[EXCERPTED RECORDS Boundary: Start]
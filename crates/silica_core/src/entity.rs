//! Entity and Color types
//!
//! An Entity is a named local transform plus at most one component of each
//! [`ComponentKind`].

use std::collections::BTreeMap;

use serde::{Serialize, Deserialize};
use silica_math::{Transform2D, Vec2};

use crate::component::{
    CollisionComponent, Component, ComponentKind, ComponentKinds, RenderComponent,
};
use crate::scene::EntityKey;

/// RGBA colour, each component 0.0-1.0
#[derive(Clone, Copy, Debug, PartialEq, Serialize, Deserialize)]
pub struct Color {
    pub r: f32,
    pub g: f32,
    pub b: f32,
    pub a: f32,
}

impl Default for Color {
    fn default() -> Self {
        Self::WHITE
    }
}

impl Color {
    pub const fn new(r: f32, g: f32, b: f32, a: f32) -> Self {
        Self { r, g, b, a }
    }

    /// Opaque colour from RGB
    pub const fn from_rgb(r: f32, g: f32, b: f32) -> Self {
        Self::new(r, g, b, 1.0)
    }

    pub const WHITE: Self = Self::from_rgb(1.0, 1.0, 1.0);
    pub const BLACK: Self = Self::from_rgb(0.0, 0.0, 0.0);
    pub const RED: Self = Self::from_rgb(1.0, 0.0, 0.0);
    pub const GREEN: Self = Self::from_rgb(0.0, 0.5, 0.0);
    pub const AQUA: Self = Self::from_rgb(0.0, 1.0, 1.0);
    pub const YELLOW_GREEN: Self = Self::from_rgb(0.6, 0.8, 0.2);
}

/// An object in a scene
///
/// `transform` is relative to the parent entity, or to the world for
/// top-level entities. See [`Scene::world_transform`](crate::Scene::world_transform).
#[derive(Debug, Default)]
pub struct Entity {
    /// Optional name for lookup and logging
    pub name: Option<String>,
    /// Local transform
    pub transform: Transform2D,
    components: BTreeMap<ComponentKind, Component>,
}

impl Entity {
    /// Create an entity at the origin with no components
    pub fn new() -> Self {
        Self::default()
    }

    /// Create an entity at a position
    pub fn at(position: Vec2) -> Self {
        Self {
            transform: Transform2D::from_position(position),
            ..Self::default()
        }
    }

    pub fn with_name(mut self, name: impl Into<String>) -> Self {
        self.name = Some(name.into());
        self
    }

    pub fn with_transform(mut self, transform: Transform2D) -> Self {
        self.transform = transform;
        self
    }

    /// Builder form of [`add_component`](Self::add_component)
    pub fn with_component(mut self, component: impl Into<Component>) -> Self {
        self.add_component(component);
        self
    }

    /// Attach a component, returning the one of the same kind it replaces
    ///
    /// Attach hooks run when the entity enters a scene. For an entity already
    /// in one, attach through [`Scene::add_component`](crate::Scene::add_component).
    pub fn add_component(&mut self, component: impl Into<Component>) -> Option<Component> {
        let component = component.into();
        self.components.insert(component.kind(), component)
    }

    pub fn remove_component(&mut self, kind: ComponentKind) -> Option<Component> {
        self.components.remove(&kind)
    }

    pub fn component(&self, kind: ComponentKind) -> Option<&Component> {
        self.components.get(&kind)
    }

    pub fn has(&self, kind: ComponentKind) -> bool {
        self.components.contains_key(&kind)
    }

    /// Every kind this entity carries
    pub fn kinds(&self) -> ComponentKinds {
        self.components
            .keys()
            .fold(ComponentKinds::empty(), |acc, kind| acc | kind.flag())
    }

    pub fn collision(&self) -> Option<&CollisionComponent> {
        match self.components.get(&ComponentKind::Collision) {
            Some(Component::Collision(c)) => Some(c),
            _ => None,
        }
    }

    pub fn collision_mut(&mut self) -> Option<&mut CollisionComponent> {
        match self.components.get_mut(&ComponentKind::Collision) {
            Some(Component::Collision(c)) => Some(c),
            _ => None,
        }
    }

    pub fn render(&self) -> Option<&RenderComponent> {
        match self.components.get(&ComponentKind::Render) {
            Some(Component::Render(c)) => Some(c),
            _ => None,
        }
    }

    pub fn render_mut(&mut self) -> Option<&mut RenderComponent> {
        match self.components.get_mut(&ComponentKind::Render) {
            Some(Component::Render(c)) => Some(c),
            _ => None,
        }
    }

    /// Run every component's attach hook
    pub(crate) fn init_components(&mut self, owner: EntityKey) {
        for component in self.components.values_mut() {
            component.init(owner);
        }
    }

    /// Run the behaviour, if any
    ///
    /// The behaviour is detached while it runs so it can borrow the entity.
    pub(crate) fn run_behaviour(&mut self, dt: f32) {
        let Some(Component::Behaviour(mut behaviour)) = self.components.remove(&ComponentKind::Behaviour) else {
            return;
        };
        behaviour.run(self, dt);
        self.components
            .entry(ComponentKind::Behaviour)
            .or_insert(Component::Behaviour(behaviour));
    }
}
//! Scene container
//!
//! A Scene owns its entities in a generational arena and tracks the
//! parent/child links between them. Child transforms are local to their
//! parent; [`Scene::world_transform`] composes the chain.

use std::sync::atomic::{AtomicU64, Ordering};

use silica_math::{Aabb, Transform2D};
use slotmap::{new_key_type, SecondaryMap, SlotMap};

use crate::component::{Component, ComponentKinds};
use crate::entity::Entity;

new_key_type! {
    /// Generational key to an entity in a [`Scene`]
    pub struct EntityKey;
}

static NEXT_SCENE_ID: AtomicU64 = AtomicU64::new(1);

/// Identity of a scene instance, used to bind a collider to one scene
#[derive(Clone, Copy, Debug, PartialEq, Eq, Hash)]
pub struct SceneId(u64);

impl SceneId {
    fn next() -> Self {
        Self(NEXT_SCENE_ID.fetch_add(1, Ordering::Relaxed))
    }
}

impl std::fmt::Display for SceneId {
    fn fmt(&self, f: &mut std::fmt::Formatter<'_>) -> std::fmt::Result {
        write!(f, "scene#{}", self.0)
    }
}

/// A collection of entities with optional parent/child relationships
#[derive(Debug)]
pub struct Scene {
    id: SceneId,
    entities: SlotMap<EntityKey, Entity>,
    parents: SecondaryMap<EntityKey, EntityKey>,
    children: SecondaryMap<EntityKey, Vec<EntityKey>>,
}

impl Default for Scene {
    fn default() -> Self {
        Self::new()
    }
}

impl Scene {
    /// Create a new empty scene
    pub fn new() -> Self {
        Self {
            id: SceneId::next(),
            entities: SlotMap::with_key(),
            parents: SecondaryMap::new(),
            children: SecondaryMap::new(),
        }
    }

    pub fn id(&self) -> SceneId {
        self.id
    }

    /// Add a top-level entity, running its components' attach hooks
    pub fn add_entity(&mut self, entity: Entity) -> EntityKey {
        let key = self.entities.insert(entity);
        self.entities[key].init_components(key);
        key
    }

    /// Add an entity as a child of `parent`
    ///
    /// Returns `None` (and drops the entity) if `parent` is not in the scene.
    pub fn add_child(&mut self, parent: EntityKey, entity: Entity) -> Option<EntityKey> {
        if !self.entities.contains_key(parent) {
            return None;
        }
        let key = self.add_entity(entity);
        self.parents.insert(key, parent);
        match self.children.get_mut(parent) {
            Some(siblings) => siblings.push(key),
            None => {
                self.children.insert(parent, vec![key]);
            }
        }
        Some(key)
    }

    /// Attach a component to an entity already in the scene, running its attach hook
    ///
    /// Returns the component of the same kind it replaces, or gives the
    /// component back if `key` is not in the scene.
    pub fn add_component(
        &mut self,
        key: EntityKey,
        component: impl Into<Component>,
    ) -> Result<Option<Component>, Component> {
        let mut component = component.into();
        let Some(entity) = self.entities.get_mut(key) else {
            return Err(component);
        };
        component.init(key);
        Ok(entity.add_component(component))
    }

    /// Remove an entity and all of its descendants
    ///
    /// Returns the removed entity itself; descendants are dropped.
    pub fn remove_entity(&mut self, key: EntityKey) -> Option<Entity> {
        let entity = self.entities.remove(key)?;

        if let Some(parent) = self.parents.remove(key) {
            if let Some(siblings) = self.children.get_mut(parent) {
                siblings.retain(|&k| k != key);
            }
        }

        let mut pending = self.children.remove(key).unwrap_or_default();
        while let Some(child) = pending.pop() {
            self.entities.remove(child);
            self.parents.remove(child);
            if let Some(grandchildren) = self.children.remove(child) {
                pending.extend(grandchildren);
            }
        }
        Some(entity)
    }

    pub fn get(&self, key: EntityKey) -> Option<&Entity> {
        self.entities.get(key)
    }

    pub fn get_mut(&mut self, key: EntityKey) -> Option<&mut Entity> {
        self.entities.get_mut(key)
    }

    pub fn contains(&self, key: EntityKey) -> bool {
        self.entities.contains_key(key)
    }

    /// Find the first entity with the given name
    pub fn find_by_name(&self, name: &str) -> Option<EntityKey> {
        self.entities
            .iter()
            .find(|(_, e)| e.name.as_deref() == Some(name))
            .map(|(key, _)| key)
    }

    #[inline]
    pub fn len(&self) -> usize {
        self.entities.len()
    }

    #[inline]
    pub fn is_empty(&self) -> bool {
        self.entities.is_empty()
    }

    /// Iterate over keys and entities
    pub fn iter(&self) -> impl Iterator<Item = (EntityKey, &Entity)> {
        self.entities.iter()
    }

    /// Iterate over entities carrying every kind in `kinds`
    pub fn iter_with(&self, kinds: ComponentKinds) -> impl Iterator<Item = (EntityKey, &Entity)> {
        self.entities
            .iter()
            .filter(move |(_, e)| e.kinds().contains(kinds))
    }

    pub fn parent(&self, key: EntityKey) -> Option<EntityKey> {
        self.parents.get(key).copied()
    }

    pub fn children(&self, key: EntityKey) -> &[EntityKey] {
        self.children.get(key).map(Vec::as_slice).unwrap_or(&[])
    }

    /// World-space transform of an entity, composed through its ancestors
    pub fn world_transform(&self, key: EntityKey) -> Option<Transform2D> {
        let mut world = self.entities.get(key)?.transform;
        let mut current = key;
        while let Some(parent) = self.parents.get(current).copied() {
            let parent_transform = self.entities.get(parent)?.transform;
            world = parent_transform.compose(&world);
            current = parent;
        }
        Some(world)
    }

    /// World-space bounding box of an entity's collision shape
    pub fn collision_bounds(&self, key: EntityKey) -> Option<Aabb> {
        let collision = self.entities.get(key)?.collision()?;
        Some(collision.bounding_box(&self.world_transform(key)?))
    }

    /// Run every entity's behaviour for one frame
    pub fn update(&mut self, dt: f32) {
        for entity in self.entities.values_mut() {
            entity.run_behaviour(dt);
        }
    }
}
[EXCERPTED RECORDS Boundary: End]
■ **WORK REQUIRED**: Report the lines above that contain "bool".

■ **EXPECTED OUTPUT**:
    pub fn has(&self, kind: ComponentKind) -> bool {
    pub fn contains(&self, key: EntityKey) -> bool {
    pub fn is_empty(&self) -> bool {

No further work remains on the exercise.